In a large chronic HF study population, Emmens and colleagues demonstrated higher levels of the opioid surrogate proenkephalin (PENK) are associated with worse HF and deterioration of kidney function. Could PENK be the next renal biomarker in heart failure?
PENK level was measured in 2180 HF patients from BIOSTAT-CHF (A Systems Biology Study to Tailored Treatment in Chronic Heart Failure). This large multicenter, multinational European cohort included chronic HF patients, on suboptimal HF therapy, after presentation with either new onset or worsening heart failure, defined as LVEF ≤ 40% and/or BNP > 400 pg/mL or NT-proBNP > 2000 pg/mL.
PENK was elevated in 57% of patients.
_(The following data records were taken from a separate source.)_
use chrono::{DateTime, Utc};
use serde::{Deserialize, Serialize};

use crate::types::role_display_name;

/// A user account. Role is the sole authorization attribute.
#[derive(Debug, Clone, Default, Serialize, Deserialize)]
pub struct User {
    #[serde(default, skip_serializing_if = "Option::is_none")]
    pub id: Option<String>,
    /// Mongo-style identity some backend deployments return instead of `id`.
    #[serde(rename = "_id", default, skip_serializing_if = "Option::is_none")]
    pub alt_id: Option<String>,
    pub username: String,
    #[serde(default)]
    pub role: String,
    #[serde(rename = "createdAt", default, skip_serializing_if = "Option::is_none")]
    pub created_at: Option<DateTime<Utc>>,
    #[serde(rename = "updatedAt", default, skip_serializing_if = "Option::is_none")]
    pub updated_at: Option<DateTime<Utc>>,

    // Display-only fields, populated client-side.
    #[serde(skip)]
    pub role_display_name: String,
    #[serde(skip)]
    pub created_at_formatted: String,
    #[serde(skip)]
    pub updated_at_formatted: String,
}

impl User {
    pub fn identity(&self) -> Option<&str> {
        super::identity(&self.id, &self.alt_id)
    }

    pub fn matches_id(&self, candidate: &str) -> bool {
        super::matches_identity(&self.id, &self.alt_id, candidate)
    }

    /// Fill in the display-only fields (role label, Swedish dates).
    pub fn format_for_display(&mut self) {
        self.role_display_name = role_display_name(&self.role).to_string();
        self.created_at_formatted = super::format_datetime(self.created_at);
        self.updated_at_formatted = super::format_datetime(self.updated_at);
    }
}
Higher levels of PENK were associated with more advanced HF, renal dysfunction, and both glomerular and tubular dysfunction. Doubling of PENK was independently associated with increased risk of deterioration of kidney function between baseline and 9 months (odds ratio, 1.29 [1.02–1.65]; P=0.038; and increased mortality (hazard ratio, 1.23 [1.07–1.43]; P=0.004). PENK was not associated with heart failure hospitalization following multivariable analysis.
Analyses in a separate validation cohort of 1703 patients with chronic HF yielded comparable findings.
No study is perfect. This cohort mainly included HFrEF patients, with different degrees of systolic dysfunction between the index and validation cohort (mean LVEF 31% vs. 41%). Of note, this study was conducted prior to sacubitril/valsartan incorporation in HF therapy. PENK levels could be different in this setting as enkephalins are a substrate of neprilysin. Most importantly, while the study demonstrated many associations, it failed to demonstrate causality.